---- SOURCE DATA
//! SuppressionEngine – Capture-Vertrag `start / push_block / stop`
//!
//! Die Engine laeuft synchron im Audio-Thread des Hosts. Steuerkommandos
//! (Mute, Bypass, Profil verwerfen) kommen ueber einen crossbeam-channel und
//! werden am Anfang jedes Blocks ohne Blockieren abgeholt. Statistiken sind
//! ueber das `EngineHandle` lock-frei lesbar.

use std::sync::Arc;

use crossbeam_channel::{bounded, Receiver, Sender, TrySendError};
use ringbuf::traits::{Producer, Split};
use ringbuf::{HeapCons, HeapProd, HeapRb};
use tracing::{debug, info, warn};

use crate::config::SuppressionConfig;
use crate::dsp::AudioProcessor;
use crate::error::{EngineError, EngineResult, SessionStartError};
use crate::session::{BlockOutcome, SuppressionSession};
use crate::stats::{SessionCounters, SessionStats};

/// Kapazitaet des Steuerkanals
const COMMAND_CAPACITY: usize = 64;

/// Empfaenger der bereinigten Bloecke (Transport-Seite)
///
/// Wird im Audio-Thread aufgerufen und darf nicht blockieren.
pub trait CleanBlockSink: Send {
    fn on_clean_block(&mut self, samples: &[f32]);
}

impl<F> CleanBlockSink for F
where
    F: FnMut(&[f32]) + Send,
{
    fn on_clean_block(&mut self, samples: &[f32]) {
        self(samples)
    }
}

/// Consumer-Seite eines `RingSink`
pub type CleanBlockConsumer = HeapCons<f32>;

/// Sink der bereinigte Samples in einen lock-free Ringpuffer schreibt
pub struct RingSink {
    producer: HeapProd<f32>,
    dropped: u64,
}

impl RingSink {
    /// Verworfene Samples (Ring voll)
    pub fn dropped(&self) -> u64 {
        self.dropped
    }
}

impl CleanBlockSink for RingSink {
    fn on_clean_block(&mut self, samples: &[f32]) {
        let written = self.producer.push_slice(samples);
        if written < samples.len() {
            self.dropped += (samples.len() - written) as u64;
        }
    }
}

/// Erstellt einen Ring-Sink und den zugehoerigen Consumer
pub fn clean_block_ring(capacity: usize) -> (RingSink, CleanBlockConsumer) {
    let rb = HeapRb::<f32>::new(capacity);
    let (producer, consumer) = rb.split();
    (
        RingSink {
            producer,
            dropped: 0,
        },
        consumer,
    )
}

/// Zustand der Engine
#[derive(Debug, Clone, Copy, PartialEq, Eq)]
pub enum EngineState {
    Idle,
    /// Rauschmodell lernt noch
    Learning,
    Active,
}

/// Kommandos an den Audio-Thread
#[derive(Debug, Clone, Copy, PartialEq, Eq)]
pub enum EngineCommand {
    SetMuted(bool),
    SetEnabled(bool),
    ResetProfile,
}

/// Steuer-Handle, kann in beliebige Threads geklont werden
#[derive(Clone)]
pub struct EngineHandle {
    cmd_tx: Sender<EngineCommand>,
    counters: Arc<SessionCounters>,
    latency_samples: usize,
}

impl EngineHandle {
    /// Mikrofon stummschalten (Ausgabe ist Stille, Profil bleibt)
    pub fn set_muted(&self, muted: bool) -> EngineResult<()> {
        self.send_cmd(EngineCommand::SetMuted(muted))
    }

    /// Unterdrueckung ein-/ausschalten (aus = exakte Kopie)
    pub fn set_enabled(&self, enabled: bool) -> EngineResult<()> {
        self.send_cmd(EngineCommand::SetEnabled(enabled))
    }

    /// Rauschprofil verwerfen und neu lernen
    pub fn reset_profile(&self) -> EngineResult<()> {
        self.send_cmd(EngineCommand::ResetProfile)
    }

    /// Aktuelle Statistiken (lock-frei)
    pub fn stats(&self) -> SessionStats {
        self.counters.snapshot(self.latency_samples)
    }

    fn send_cmd(&self, cmd: EngineCommand) -> EngineResult<()> {
        self.cmd_tx.try_send(cmd).map_err(|e| match e {
            TrySendError::Full(_) => EngineError::Steuerkanal("Kanal voll".to_string()),
            TrySendError::Disconnected(_) => EngineError::Steuerkanal("Engine gestoppt".to_string()),
        })
    }
}

struct Running<S> {
    session: SuppressionSession,
    sink: S,
    cmd_tx: Sender<EngineCommand>,
    cmd_rx: Receiver<EngineCommand>,
    out: Vec<f32>,
}

impl<S> Running<S> {
    fn apply(&mut self, cmd: EngineCommand) {
        debug!("Kommando: {:?}", cmd);
        match cmd {
            EngineCommand::SetMuted(muted) => self.session.set_muted(muted),
            EngineCommand::SetEnabled(enabled) => self.session.set_enabled(enabled),
            EngineCommand::ResetProfile => self.session.reset_profile(),
        }
    }
}

/// Rauschunterdrueckung zwischen Capture und Transport
pub struct SuppressionEngine<S: CleanBlockSink> {
    running: Option<Running<S>>,
}

impl<S: CleanBlockSink> Default for SuppressionEngine<S> {
    fn default() -> Self {
        Self::new()
    }
}

impl<S: CleanBlockSink> SuppressionEngine<S> {
    pub fn new() -> Self {
        Self { running: None }
    }

    /// Startet eine Session. Schlaegt fehl wenn bereits eine laeuft oder
    /// die Konfiguration ungueltig ist.
    pub fn start(&mut self, config: SuppressionConfig, sink: S) -> EngineResult<EngineHandle> {
        if self.running.is_some() {
            return Err(SessionStartError::BereitsGestartet.into());
        }

        let max_block = config.max_block_size;
        let session = SuppressionSession::start(config)?;
        let (cmd_tx, cmd_rx) = bounded::<EngineCommand>(COMMAND_CAPACITY);

        let running = Running {
            session,
            sink,
            cmd_tx,
            cmd_rx,
            out: vec![0.0; max_block],
        };
        let handle = Self::handle_for(&running);
        self.running = Some(running);
        info!("SuppressionEngine gestartet");
        Ok(handle)
    }

    /// Verarbeitet einen Capture-Block und reicht das Ergebnis an den Sink.
    ///
    /// Der bereinigte Block ist immer genau so lang wie `samples`.
    pub fn push_block(&mut self, samples: &[f32]) -> EngineResult<BlockOutcome> {
        let running = self.running.as_mut().ok_or(EngineError::NichtGestartet)?;

        while let Ok(cmd) = running.cmd_rx.try_recv() {
            running.apply(cmd);
        }

        if running.out.len() < samples.len() {
            warn!(
                block = samples.len(),
                max = running.out.len(),
                "Block groesser als max_block_size, Ausgabepuffer wird vergroessert"
            );
            running.out.resize(samples.len(), 0.0);
        }

        let out = &mut running.out[..samples.len()];
        let outcome = running.session.process_block(samples, out);
        running.sink.on_clean_block(out);
        Ok(outcome)
    }

    /// Stoppt die Session und gibt Sink und finale Statistiken zurueck.
    ///
    /// Der Host muss sicherstellen, dass kein `push_block` mehr laeuft.
    pub fn stop(&mut self) -> Option<(S, SessionStats)> {
        let running = self.running.take()?;
        let stats = running.session.stop();
        info!("SuppressionEngine gestoppt");
        Some((running.sink, stats))
    }

    pub fn state(&self) -> EngineState {
        match &self.running {
            None => EngineState::Idle,
            Some(r) if r.session.is_learning() => EngineState::Learning,
            Some(_) => EngineState::Active,
        }
    }

    /// Neues Steuer-Handle fuer die laufende Session
    pub fn handle(&self) -> Option<EngineHandle> {
        self.running.as_ref().map(Self::handle_for)
    }

    pub fn is_enabled(&self) -> bool {
        self.running
            .as_ref()
            .map(|r| r.session.is_enabled())
            .unwrap_or(false)
    }

    /// Statistiken der laufenden Session
    pub fn stats(&self) -> Option<SessionStats> {
        self.running.as_ref().map(|r| r.session.stats())
    }

    fn handle_for(running: &Running<S>) -> EngineHandle {
        EngineHandle {
            cmd_tx: running.cmd_tx.clone(),
            counters: running.session.counters(),
            latency_samples: running.session.latency_samples(),
        }
    }
}

#[cfg(test)]
mod tests {
    use super::*;
    use ringbuf::traits::{Consumer, Observer};

    fn ton_block(start: usize, n: usize) -> Vec<f32> {
        (start..start + n)
            .map(|i| 0.3 * (2.0 * std::f32::consts::PI * 1000.0 * i as f32 / 48000.0).sin())
            .collect()
    }

    fn sammler() -> impl FnMut(&[f32]) + Send {
        |_: &[f32]| {}
    }

    #[test]
    fn push_ohne_start_fehlschlag() {
        let mut engine = SuppressionEngine::new();
        engine.start(SuppressionConfig::default(), sammler()).unwrap();
        engine.stop();
        assert!(matches!(
            engine.push_block(&[0.0; 256]),
            Err(EngineError::NichtGestartet)
        ));
        assert_eq!(engine.state(), EngineState::Idle);
    }

    #[test]
    fn zustandsfolge_idle_learning_active() {
        let mut engine = SuppressionEngine::new();
        assert_eq!(engine.state(), EngineState::Idle);
        engine.start(SuppressionConfig::default(), sammler()).unwrap();
        assert_eq!(engine.state(), EngineState::Learning);

        for _ in 0..30 {
            engine.push_block(&[0.001; 256]).unwrap();
        }
        assert_eq!(engine.state(), EngineState::Active);

        let (_, stats) = engine.stop().unwrap();
        assert_eq!(stats.frames_processed, 30);
        assert_eq!(engine.state(), EngineState::Idle);
        assert!(engine.stop().is_none());
    }

    #[test]
    fn doppelter_start_abgelehnt() {
        let mut engine = SuppressionEngine::new();
        engine.start(SuppressionConfig::default(), sammler()).unwrap();
        let result = engine.start(SuppressionConfig::default(), sammler());
        assert!(matches!(
            result,
            Err(EngineError::Start(SessionStartError::BereitsGestartet))
        ));
    }

    #[test]
    fn ungueltige_konfiguration() {
        let mut engine = SuppressionEngine::new();
        let config = SuppressionConfig {
            sample_rate: 22050,
            ..Default::default()
        };
        assert!(engine.start(config, sammler()).is_err());
        assert_eq!(engine.state(), EngineState::Idle);
    }

    #[test]
    fn ausgabe_bloecke_gleich_gross() {
        let mut groessen = Vec::new();
        {
            let mut engine = SuppressionEngine::new();
            engine
                .start(SuppressionConfig::default(), |b: &[f32]| groessen.push(b.len()))
                .unwrap();
            let mut pos = 0;
            for n in [480usize, 480, 1024, 128, 10_000] {
                engine.push_block(&ton_block(pos, n)).unwrap();
                pos += n;
            }
        }
        assert_eq!(groessen, vec![480, 480, 1024, 128, 10_000]);
    }

    #[test]
    fn ring_sink_erhaelt_alle_samples() {
        let (sink, mut consumer) = clean_block_ring(8192);
        let mut engine = SuppressionEngine::new();
        engine.start(SuppressionConfig::default(), sink).unwrap();
        for i in 0..8 {
            engine.push_block(&ton_block(i * 480, 480)).unwrap();
        }
        assert_eq!(consumer.occupied_len(), 8 * 480);

        let mut buf = vec![0.0f32; 480];
        assert_eq!(consumer.pop_slice(&mut buf), 480);
        let (sink, _) = engine.stop().unwrap();
        assert_eq!(sink.dropped(), 0);
    }

    #[test]
    fn handle_steuert_mute() {
        let mut engine = SuppressionEngine::new();
        let (sink, mut consumer) = clean_block_ring(4096);
        let handle = engine.start(SuppressionConfig::default(), sink).unwrap();

        handle.set_muted(true).unwrap();
        let outcome = engine.push_block(&ton_block(0, 512)).unwrap();
        assert_eq!(outcome, BlockOutcome::Muted);
        let mut buf = vec![1.0f32; 512];
        consumer.pop_slice(&mut buf);
        assert!(buf.iter().all(|&x| x == 0.0));

        handle.set_muted(false).unwrap();
        assert!(engine.push_block(&ton_block(512, 512)).unwrap().is_processed());
        assert_eq!(handle.stats().muted_blocks, 1);
    }

    #[test]
    fn handle_schaltet_bypass() {
        let mut engine = SuppressionEngine::new();
        let handle = engine.start(SuppressionConfig::default(), sammler()).unwrap();
        handle.set_enabled(false).unwrap();
        let input = ton_block(0, 256);
        assert_eq!(engine.push_block(&input).unwrap(), BlockOutcome::Bypassed);
        assert!(!engine.is_enabled());
    }

    #[test]
    fn handle_setzt_profil_zurueck() {
        let mut engine = SuppressionEngine::new();
        let handle = engine.start(SuppressionConfig::default(), sammler()).unwrap();
        for _ in 0..40 {
            engine.push_block(&[0.001; 256]).unwrap();
        }
        assert_eq!(engine.state(), EngineState::Active);
        handle.reset_profile().unwrap();
        engine.push_block(&[0.001; 256]).unwrap();
        assert_eq!(engine.state(), EngineState::Learning);
        assert!(handle.stats().learning);
    }

    #[test]
    fn handle_nach_stop_getrennt() {
        let mut engine = SuppressionEngine::new();
        let handle = engine.start(SuppressionConfig::default(), sammler()).unwrap();
        engine.stop();
        assert!(matches!(
            handle.set_muted(true),
            Err(EngineError::Steuerkanal(_))
        ));
    }

    #[test]
    fn engine_im_audio_thread() {
        let mut engine = SuppressionEngine::new();
        let (sink, consumer) = clean_block_ring(48_000);
        let handle = engine.start(SuppressionConfig::default(), sink).unwrap();

        let worker = std::thread::spawn(move || {
            for i in 0..50 {
                engine.push_block(&ton_block(i * 480, 480)).unwrap();
            }
            engine.stop()
        });

        let (_, stats) = worker.join().unwrap().unwrap();
        assert_eq!(consumer.occupied_len(), 50 * 480);
        assert_eq!(stats.frames_processed, handle.stats().frames_processed);
        assert!(stats.frames_processed > 0);
    }
}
--------
EXERCISE PROMPT: Check each line above for the string "crate" and copy the ones that have it.

ANSWER BELOW:
use crate::config::SuppressionConfig;
use crate::dsp::AudioProcessor;
use crate::error::{EngineError, EngineResult, SessionStartError};
use crate::session::{BlockOutcome, SuppressionSession};
use crate::stats::{SessionCounters, SessionStats};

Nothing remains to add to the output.